“Best Birthday Wishes” to Bessie – DuBois, PA (1914)

Miss Bessie Criswell was celebrating a birthday.

She received a postcard greeting from her friend, Sarah.

Bessie lived in Emlenton, a borough in northwest Pennsylvania.  The town grew up around a crossing of the Allegheny River.

In 1914, the borough was twice as large as it is today.

Sarah lived in DuBois, a city in north-central Pennsylvania, about 100 miles northeast of Pittsburgh.  Founded as a lumber town, the area later became a center of mining activity.

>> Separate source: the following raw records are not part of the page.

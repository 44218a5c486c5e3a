// src/task/mod.rs

//! Child-side task model.
//!
//! A task is anything implementing [`Task`]. The strategies [`Simple`],
//! [`Progress`] and [`Batched`] wrap user code and take care of progress
//! lines and result tallies; [`Parallel`] is the registry the parent builds
//! its plan from and the child looks its task up in.

pub mod batch;
pub mod counters;
pub mod notifier;
pub mod progress;
pub mod registry;
pub mod result;
pub mod runner;
pub mod simple;

pub use batch::{BatchItem, BatchTask, Batched};
pub use counters::ResultCounters;
pub use notifier::Notifier;
pub use progress::{Progress, ProgressTask};
pub use registry::{Instances, Parallel, TaskFactory, TaskInstance};
pub use result::{TaskResult, EXIT_ERROR, EXIT_SKIP, EXIT_SUCCESS};
pub use runner::{run_child, run_child_with};
pub use simple::{Simple, SimpleTask};

/// A unit of work run in its own process.
///
/// Implementations report progress through the notifier and return exactly
/// one result, which becomes the process exit code.
pub trait Task: Send {
    fn process(&mut self, notifier: &mut Notifier) -> TaskResult;
}
// src/exec/stream.rs

//! Readers that forward a child's stdout/stderr to the orchestrator.

use tokio::io::{AsyncRead, AsyncReadExt};
use tokio::sync::mpsc;
use tokio::task::JoinHandle;
use tracing::{debug, warn};

use crate::engine::{OutputChunk, StreamKind, TaskName};

const READ_BUFFER: usize = 8 * 1024;

/// Spawn a reader that sends every newline-terminated chunk it reads.
///
/// A single chunk may contain several lines, exactly as the child flushed
/// them. A trailing partial line is held back until its newline arrives or
/// the stream closes.
pub fn spawn_chunk_reader<R>(
    task: TaskName,
    stream: StreamKind,
    mut reader: R,
    tx: mpsc::Sender<OutputChunk>,
) -> JoinHandle<()>
where
    R: AsyncRead + Unpin + Send + 'static,
{
    tokio::spawn(async move {
        let mut buf = vec![0u8; READ_BUFFER];
        let mut pending: Vec<u8> = Vec::new();

        loop {
            match reader.read(&mut buf).await {
                Ok(0) => break,
                Ok(n) => {
                    pending.extend_from_slice(&buf[..n]);
                    if let Some(idx) = pending.iter().rposition(|b| *b == b'\n') {
                        let complete: Vec<u8> = pending.drain(..=idx).collect();
                        if !send(&tx, &task, stream, &complete).await {
                            return;
                        }
                    }
                }
                Err(e) => {
                    warn!(task = %task, ?stream, error = %e, "failed reading task stream");
                    break;
                }
            }
        }

        if !pending.is_empty() {
            send(&tx, &task, stream, &pending).await;
        }

        debug!(task = %task, ?stream, "task stream closed");
    })
}

async fn send(
    tx: &mpsc::Sender<OutputChunk>,
    task: &str,
    stream: StreamKind,
    bytes: &[u8],
) -> bool {
    let chunk = OutputChunk {
        task: task.to_string(),
        stream,
        chunk: String::from_utf8_lossy(bytes).into_owned(),
    };
    if tx.send(chunk).await.is_err() {
        debug!(task = %task, ?stream, "orchestrator gone; dropping task output");
        return false;
    }
    true
}
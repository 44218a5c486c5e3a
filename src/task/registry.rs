// src/task/registry.rs

//! Task registry shared by the parent (to build the plan) and the child (to
//! find the task it was started for).

use std::collections::HashSet;
use std::fmt;
use std::sync::Arc;

use indexmap::IndexMap;
use tracing::debug;

use crate::cli::is_reserved_task_name;
use crate::dag::TaskSpec;
use crate::engine::TaskName;
use crate::errors::{Result, TaskstackError};
use crate::task::Task;

/// Identity handed to a factory when it builds a task.
#[derive(Debug, Clone, PartialEq, Eq)]
pub struct TaskInstance {
    pub name: TaskName,
    /// Identifier of a templated instance; `None` for plain tasks.
    pub identifier: Option<String>,
    /// Zero-based position within the group.
    pub index: usize,
    /// Group size; 1 for plain tasks.
    pub total: usize,
}

pub type TaskFactory = Arc<dyn Fn(&TaskInstance) -> Box<dyn Task> + Send + Sync>;

/// How many instances a templated task gets.
#[derive(Debug, Clone, PartialEq, Eq)]
pub enum Instances {
    /// Identifiers `1..=n`.
    Count(usize),
    Identifiers(Vec<String>),
}

impl Instances {
    fn identifiers(&self) -> Vec<String> {
        match self {
            Instances::Count(n) => (1..=*n).map(|i| i.to_string()).collect(),
            Instances::Identifiers(ids) => ids.clone(),
        }
    }
}

struct Registered {
    spec: TaskSpec,
    instance: TaskInstance,
    factory: TaskFactory,
}

/// Ordered set of registered tasks and task groups.
#[derive(Default)]
pub struct Parallel {
    tasks: IndexMap<TaskName, Registered>,
    groups: IndexMap<String, Vec<TaskName>>,
}

impl fmt::Debug for Parallel {
    fn fmt(&self, f: &mut fmt::Formatter<'_>) -> fmt::Result {
        f.debug_struct("Parallel")
            .field("tasks", &self.tasks.keys().collect::<Vec<_>>())
            .field("groups", &self.groups)
            .finish()
    }
}

impl Parallel {
    pub fn new() -> Self {
        Self::default()
    }

    /// Register one task.
    ///
    /// Names in `run_after` that refer to an already registered group expand
    /// to every instance of that group.
    pub fn add_task<F, I, S>(
        &mut self,
        name: impl Into<TaskName>,
        factory: F,
        run_after: I,
        max_concurrent: Option<usize>,
    ) -> Result<&mut Self>
    where
        F: Fn(&TaskInstance) -> Box<dyn Task> + Send + Sync + 'static,
        I: IntoIterator<Item = S>,
        S: Into<String>,
    {
        let name = name.into();
        let run_after = self.expand_run_after(run_after);
        let instance = TaskInstance {
            name: name.clone(),
            identifier: None,
            index: 0,
            total: 1,
        };
        self.check_name(&name)?;
        self.insert(name, run_after, max_concurrent, instance, Arc::new(factory));
        Ok(self)
    }

    /// Register a task template instantiated once per identifier.
    ///
    /// Instances are named `<group>:<identifier>`, or `group` with every `%`
    /// replaced by the identifier when it contains one. `group` itself can
    /// then be used in later `run_after` lists.
    pub fn add_multiple<F, I, S>(
        &mut self,
        group: impl Into<String>,
        instances: Instances,
        factory: F,
        run_after: I,
        max_concurrent: Option<usize>,
    ) -> Result<&mut Self>
    where
        F: Fn(&TaskInstance) -> Box<dyn Task> + Send + Sync + 'static,
        I: IntoIterator<Item = S>,
        S: Into<String>,
    {
        let group = group.into();
        self.check_name(&group)?;

        let identifiers = instances.identifiers();
        let total = identifiers.len();
        let names: Vec<TaskName> = identifiers
            .iter()
            .map(|identifier| instance_name(&group, identifier))
            .collect();

        // Validate every instance before registering any of them.
        let mut seen = HashSet::with_capacity(total);
        for name in &names {
            self.check_name(name)?;
            if name == &group || !seen.insert(name.as_str()) {
                return Err(TaskstackError::DuplicateTask(name.clone()));
            }
        }

        let run_after = self.expand_run_after(run_after);
        let factory: TaskFactory = Arc::new(factory);

        for (index, (name, identifier)) in names.iter().zip(identifiers).enumerate() {
            let instance = TaskInstance {
                name: name.clone(),
                identifier: Some(identifier),
                index,
                total,
            };
            self.insert(
                name.clone(),
                run_after.clone(),
                max_concurrent,
                instance,
                factory.clone(),
            );
        }

        debug!(group = %group, instances = total, "task group registered");
        self.groups.insert(group, names);
        Ok(self)
    }

    /// Scheduler view of every registered task, in registration order.
    pub fn specs(&self) -> Vec<TaskSpec> {
        self.tasks.values().map(|r| r.spec.clone()).collect()
    }

    pub fn names(&self) -> impl Iterator<Item = &str> {
        self.tasks.keys().map(String::as_str)
    }

    pub fn group(&self, group: &str) -> Option<&[TaskName]> {
        self.groups.get(group).map(Vec::as_slice)
    }

    pub fn contains(&self, name: &str) -> bool {
        self.tasks.contains_key(name)
    }

    pub fn len(&self) -> usize {
        self.tasks.len()
    }

    pub fn is_empty(&self) -> bool {
        self.tasks.is_empty()
    }

    pub fn instance(&self, name: &str) -> Option<&TaskInstance> {
        self.tasks.get(name).map(|r| &r.instance)
    }

    /// Build a fresh task object for `name`.
    pub fn build_task(&self, name: &str) -> Result<Box<dyn Task>> {
        let registered = self
            .tasks
            .get(name)
            .ok_or_else(|| TaskstackError::UnknownTask(name.to_string()))?;
        Ok((registered.factory)(&registered.instance))
    }

    /// A task name must be free and must reach child mode when passed as
    /// the task argument of a child process.
    fn check_name(&self, name: &str) -> Result<()> {
        if is_reserved_task_name(name) {
            return Err(TaskstackError::ReservedTaskName(name.to_string()));
        }
        if self.tasks.contains_key(name) || self.groups.contains_key(name) {
            return Err(TaskstackError::DuplicateTask(name.to_string()));
        }
        Ok(())
    }

    fn insert(
        &mut self,
        name: TaskName,
        run_after: Vec<String>,
        max_concurrent: Option<usize>,
        instance: TaskInstance,
        factory: TaskFactory,
    ) {
        let mut spec = TaskSpec::new(name.clone()).after(run_after);
        spec.max_concurrent = max_concurrent;
        self.tasks.insert(
            name,
            Registered {
                spec,
                instance,
                factory,
            },
        );
    }

    fn expand_run_after<I, S>(&self, run_after: I) -> Vec<String>
    where
        I: IntoIterator<Item = S>,
        S: Into<String>,
    {
        let mut expanded = Vec::new();
        for dep in run_after {
            let dep = dep.into();
            match self.groups.get(&dep) {
                Some(members) => expanded.extend(members.iter().cloned()),
                None => expanded.push(dep),
            }
        }
        expanded
    }
}

fn instance_name(group: &str, identifier: &str) -> String {
    if group.contains('%') {
        group.replace('%', identifier)
    } else {
        format!("{group}:{identifier}")
    }
}
// src/task/simple.rs

use tracing::debug;

use crate::task::result::guarded;
use crate::task::{Notifier, ResultCounters, Task, TaskResult};

/// One unit of work with no granular progress.
pub trait SimpleTask: Send {
    fn run(&mut self) -> anyhow::Result<TaskResult>;
}

/// Runs a [`SimpleTask`] between `notify_start` and `notify_end`.
pub struct Simple<T>(pub T);

impl<T: SimpleTask> Task for Simple<T> {
    fn process(&mut self, notifier: &mut Notifier) -> TaskResult {
        notifier.notify_start();

        let result = guarded(|| self.0.run()).unwrap_or_else(TaskResult::failed);
        debug!(result = %result, "simple task finished");

        let mut counters = ResultCounters::default();
        counters.record(&result);
        notifier.notify_end(counters.fields());
        result
    }
}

(The family of the lumber baron who founded the town (members of a French Huguenot family) donated the baron’s mansion to establish the State Normal School in the city.)

The face of the postcard bears an hand-colored photograph of a girl and a basket of flowers.

The girl is wearing a dress with elaborate stitchery.

Printed in Germany, this is an example of a postcard greeting that would be soon become extinct with the outbreak of the Great War.

On the reverse, Sarah expresses her wish that Bessie may have “many more birthdays”.

The two correspondents had birthdays in close proximity, as Sarah mentions her own approaching milestone.

On this day in May, Sarah is going to a circus and she wishes Bessie could join her. 

(Emlenton is more than 50 miles west of DuBois.)

One hopes that Bessie was pleased by the birthday greeting, that Sarah completed her work and saw the circus, and that the two remained friends for many years.